A number of opinion pieces have surfaced in the last year questioning the value of students using technology in their classrooms, worrying that it may be doing more harm than good. But discussions with these students and their teachers last week demonstrate how much nuance there is inside this debate and how far students can go when they have access to the tools that match the sophistication of their ideas.
Three things, in particular, stood out:
1. Relationships Between Students and Teachers are Key
A soft-spoken girl named Janai stands calmly next to a computer showing an online math program. Jenai talks about how she feels in control of her learning in a way she never has before by using it. Her teacher from Davis Leadership Academy, who introduces himself as Josh, talks about the way the software integrated in the Google Classroom they set up over the summer – which, according to him, evaporated the typical summer learning slump. “We generated a real math conversation throughout the summer. By the end, the students were having natural dialogue.” Josh talks to Janai like a peer as they explain the program to me. The respect between them is evident.
Representing Norton Middle School, two girls who introduce themselves as Emma and Katie are eager to show off tactile books they have created using a 3D printer. Each book has braille lettering as well as raised pictures of objects you can “see” with your fingers. They explain that they created these books on their own time, before school started, over a period of weeks with the aid of a supportive teacher. Their books have been catalogued by their local library and one has been translated into Spanish.
In both cases, teacher support was vital for student success – not by delivering content, but by acting as advisors, cheerleaders and even co-learners. This support role enabled student creativity and achievement to thrive, in part by providing a safe space for students to take risks with their ideas.
2. Student Agency Helps Innovation Thrive
Another theme that surfaced at the Innovation Showcase was the importance of students’ driving their own work. Two students, Josh and Amith from Meadowbrook School, illustrate this point as they show off the WordPress site that housed their school newspaper. “I can show you the back end, if you want,” Josh offers. I ask what brought them to the conference and Josh responds, “I like to write but not when there’s a grade attached and not when I can’t pick the topic. The newspaper gave me that chance.” Their teacher, standing to the side, explains that they teach digital citizenship, but the newspaper belongs to the students. “It’s about them following their own interests.”
The variety of ideas and subjects the students have tackled reveal a set of interests far beyond the average English, Math, or History class. Virtual reality programs, scientific experiments, and entrepreneurial projects all emerged from student visions for what they wanted to learn and produce. It’s a good reminder that few students are “always engaged” or “always disengaged.” By pairing agency with support, teachers help open the door for students who may shut down in more traditional school environments but thrive when they have authentic options.

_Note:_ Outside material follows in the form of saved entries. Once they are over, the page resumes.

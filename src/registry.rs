//! Identifier registry
//!
//! Assigns a dense integer surrogate ID to every distinct non-null value of a
//! source key. Distinct values are numbered in sorted order, so the same input
//! always yields the same mapping regardless of row order. A registry can be
//! seeded with the mappings persisted by earlier runs; those IDs are kept and
//! only unseen keys are numbered, after the current maximum.

use std::collections::{BTreeMap, BTreeSet};

use tracing::debug;

use crate::error::Result;
use crate::models::{DimensionRow, KeyPart, RawRow, Table};
use crate::schema::DimensionDefinition;

/// Mapping from source key to surrogate ID for one entity type
#[derive(Debug, Clone)]
pub struct IdentifierRegistry {
    definition: DimensionDefinition,
    ids: BTreeMap<KeyPart, i64>,
    first_new_id: i64,
}

impl IdentifierRegistry {
    /// Build a fresh registry from the rows of this run
    pub fn build(definition: &DimensionDefinition, rows: &[RawRow]) -> Result<Self> {
        Self::build_with_prior(definition, rows, &[])
    }

    /// Build a registry that keeps the mappings in `prior`
    pub fn build_with_prior(definition: &DimensionDefinition, rows: &[RawRow], prior: &[DimensionRow]) -> Result<Self> {
        let mut ids = BTreeMap::new();
        for row in prior {
            ids.entry(row.natural_key.clone()).or_insert(row.id);
        }
        let first_new_id = prior.iter().map(|row| row.id).max().unwrap_or(0) + 1;

        let mut distinct = BTreeSet::new();
        for row in rows {
            if let Some(key) = row.value(&definition.source_column).to_key_part(&definition.source_column)? {
                distinct.insert(key);
            }
        }

        let mut next_id = first_new_id;
        for key in distinct {
            ids.entry(key).or_insert_with(|| {
                let id = next_id;
                next_id += 1;
                id
            });
        }

        debug!(
            registry = %definition.table,
            mappings = ids.len(),
            new_mappings = next_id - first_new_id,
            "Built identifier registry"
        );

        Ok(Self {
            definition: definition.clone(),
            ids,
            first_new_id,
        })
    }

    /// Registry name, the dimension table name
    #[must_use]
    pub fn name(&self) -> &str {
        &self.definition.table
    }

    /// Definition this registry was built from
    #[must_use]
    pub const fn definition(&self) -> &DimensionDefinition {
        &self.definition
    }

    /// Surrogate ID for a source key
    #[must_use]
    pub fn lookup(&self, key: &KeyPart) -> Option<i64> {
        self.ids.get(key).copied()
    }

    /// Number of mappings, including seeded ones
    #[must_use]
    pub fn len(&self) -> usize {
        self.ids.len()
    }

    /// Whether the registry holds no mappings
    #[must_use]
    pub fn is_empty(&self) -> bool {
        self.ids.is_empty()
    }

    /// Every mapping, ordered by surrogate ID
    #[must_use]
    pub fn rows(&self) -> Vec<DimensionRow> {
        let mut rows: Vec<DimensionRow> = self
            .ids
            .iter()
            .map(|(key, id)| DimensionRow {
                id: *id,
                source: self.definition.source.clone(),
                natural_key: key.clone(),
            })
            .collect();
        rows.sort_by_key(|row| row.id);
        rows
    }

    /// Mappings assigned by this run, ordered by surrogate ID
    #[must_use]
    pub fn new_rows(&self) -> Vec<DimensionRow> {
        self.rows()
            .into_iter()
            .filter(|row| row.id >= self.first_new_id)
            .collect()
    }

    /// Dimension table holding the mappings assigned by this run
    #[must_use]
    pub fn to_table(&self) -> Table {
        self.definition.to_table(&self.new_rows())
    }
}

#[cfg(test)]
mod tests {
    use super::*;
    use crate::models::Value;

    fn rows(keys: &[Option<&str>]) -> Vec<RawRow> {
        keys.iter()
            .map(|k| RawRow::new(None).with("channel_id", Value::from(*k)))
            .collect()
    }

    fn definition() -> DimensionDefinition {
        DimensionDefinition::new("users", "channel_id", "source_id").sourced_from("youtube")
    }

    #[test]
    fn test_nulls_are_never_assigned() {
        let registry = IdentifierRegistry::build(&definition(), &rows(&[Some("b"), None, Some("a"), Some("b")]))
            .expect("build registry");
        assert_eq!(registry.len(), 2);
        assert!(registry.rows().iter().all(|row| row.natural_key != KeyPart::Text(String::new())));
    }

    #[test]
    fn test_assignment_ignores_row_order() {
        let forward = IdentifierRegistry::build(&definition(), &rows(&[Some("x"), Some("y"), Some("z")]))
            .expect("build registry");
        let backward = IdentifierRegistry::build(&definition(), &rows(&[Some("z"), Some("y"), Some("x")]))
            .expect("build registry");
        assert_eq!(forward.rows(), backward.rows());
    }

    #[test]
    fn test_ids_are_dense_and_unique() {
        let registry = IdentifierRegistry::build(&definition(), &rows(&[Some("c"), Some("a"), Some("b")]))
            .expect("build registry");
        let ids: Vec<i64> = registry.rows().iter().map(|r| r.id).collect();
        assert_eq!(ids, vec![1, 2, 3]);
    }

    #[test]
    fn test_prior_mappings_are_kept() {
        let prior = vec![DimensionRow {
            id: 7,
            source: Some("youtube".into()),
            natural_key: KeyPart::Text("m".into()),
        }];
        let registry = IdentifierRegistry::build_with_prior(&definition(), &rows(&[Some("m"), Some("a")]), &prior)
            .expect("build registry");
        assert_eq!(registry.lookup(&KeyPart::Text("m".into())), Some(7));
        assert_eq!(registry.lookup(&KeyPart::Text("a".into())), Some(8));
        let new_rows = registry.new_rows();
        assert_eq!(new_rows.len(), 1);
        assert_eq!(new_rows[0].natural_key, KeyPart::Text("a".into()));
    }

    #[test]
    fn test_float_source_key_is_rejected() {
        let rows = vec![RawRow::new(None).with("channel_id", 1.5_f64)];
        assert!(IdentifierRegistry::build(&definition(), &rows).is_err());
    }
}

3. When Given Choices, Students Tackle Real Problems
Student groups at the Innovation Showcase seemed to be primarily motivated by the ability to tackle real-world problems. Students from Andover High School, for example, focus on energy production. “We want to harness the power of the water wheel and modernize it for the 21st century.” In Boston Public Schools, students have created a youth voices program to share student ideas and opinions online. Students at Beaver Country Day explain that they have used a 3D printer to make a prosthetic hand to see if they can lower costs for future patients.
This calls into question the view that students can’t tackle complex problems until after they’ve learned all the related relevant content, or that somehow delivering enough information through lecture will spur motivation to learn more. These students show us that the opposite might be true – by tackling real problems, students will spend more time researching the relevant content areas because they are motivated to find a solution that feels meaningful to them. Emma and Katie did not produce multiple versions of their tactile books because their teacher told them to. They refined them because they cared about having a finished product that their library would be proud to catalogue. Their next step, they say, is testing their books with real users.